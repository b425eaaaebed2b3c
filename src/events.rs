// Copyright (c) 2018 The supervisord maintainers and/or applicable contributors
//
// Licensed under the Apache License, Version 2.0 (the "License");
// you may not use this file except in compliance with the License.
// You may obtain a copy of the License at
//
//     http://www.apache.org/licenses/LICENSE-2.0
//
// Unless required by applicable law or agreed to in writing, software
// distributed under the License is distributed on an "AS IS" BASIS,
// WITHOUT WARRANTIES OR CONDITIONS OF ANY KIND, either express or implied.
// See the License for the specific language governing permissions and
// limitations under the License.

//! Fan-out of supervisor events to `[eventlistener:NAME]` programs.
//!
//! Listeners consume events on their stdin using the supervisor framing: a
//! header line `ver:3.0 server:<id> serial:<n> pool:<name> poolserial:<n>
//! eventname:<NAME> len:<payload bytes>` followed by the payload. Producers
//! publish through `emit`; each listener drains its own channel, so a stuck
//! listener never blocks a state transition.

use std::collections::HashMap;
use std::sync::mpsc::{self, Receiver, Sender};
use std::sync::Mutex;

#[derive(Debug, Clone)]
pub struct Event {
    pub name: String,
    pub payload: String,
}

impl Event {
    pub fn process_state(
        state_name: &str,
        process: &str,
        group: &str,
        from_state: &str,
        pid: i32,
    ) -> Event {
        Event {
            name: format!("PROCESS_STATE_{}", state_name),
            payload: format!(
                "processname:{} groupname:{} from_state:{} pid:{}",
                process, group, from_state, pid
            ),
        }
    }

    pub fn process_log(channel: &str, process: &str, group: &str, data: &[u8]) -> Event {
        Event {
            name: format!("PROCESS_LOG_{}", channel.to_ascii_uppercase()),
            payload: format!(
                "processname:{} groupname:{}\n{}",
                process,
                group,
                String::from_utf8_lossy(data)
            ),
        }
    }
}

struct Pool {
    server_id: String,
    serial: u64,
    listeners: HashMap<String, Sender<String>>,
}

lazy_static! {
    static ref POOL: Mutex<Pool> = Mutex::new(Pool {
        server_id: "supervisor".to_string(),
        serial: 0,
        listeners: HashMap::new(),
    });
}

pub fn set_server_id(id: &str) {
    if let Ok(mut pool) = POOL.lock() {
        pool.server_id = id.to_string();
    }
}

/// Register an event listener under its program name, returning the channel
/// its stdin writer should drain. Re-registering replaces the prior channel.
pub fn register_listener(name: &str) -> Receiver<String> {
    let (tx, rx) = mpsc::channel();
    if let Ok(mut pool) = POOL.lock() {
        pool.listeners.insert(name.to_string(), tx);
    }
    rx
}

pub fn deregister_listener(name: &str) {
    if let Ok(mut pool) = POOL.lock() {
        pool.listeners.remove(name);
    }
}

/// Publish an event to every registered listener.
pub fn emit(event: &Event) {
    let mut pool = match POOL.lock() {
        Ok(pool) => pool,
        Err(_) => return,
    };
    pool.serial += 1;
    let framed = format!(
        "ver:3.0 server:{} serial:{} pool:{} poolserial:{} eventname:{} len:{}\n{}",
        pool.server_id,
        pool.serial,
        pool.server_id,
        pool.serial,
        event.name,
        event.payload.len(),
        event.payload
    );
    pool.listeners
        .retain(|_, sender| sender.send(framed.clone()).is_ok());
}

■ ■ ■

--- GOAL OF THE EXERCISE ---
Return, from the material above, every line with the word "stdin".

--- SOLVED PROBLEM ---
//! Listeners consume events on their stdin using the supervisor framing: a
/// its stdin writer should drain. Re-registering replaces the prior channel.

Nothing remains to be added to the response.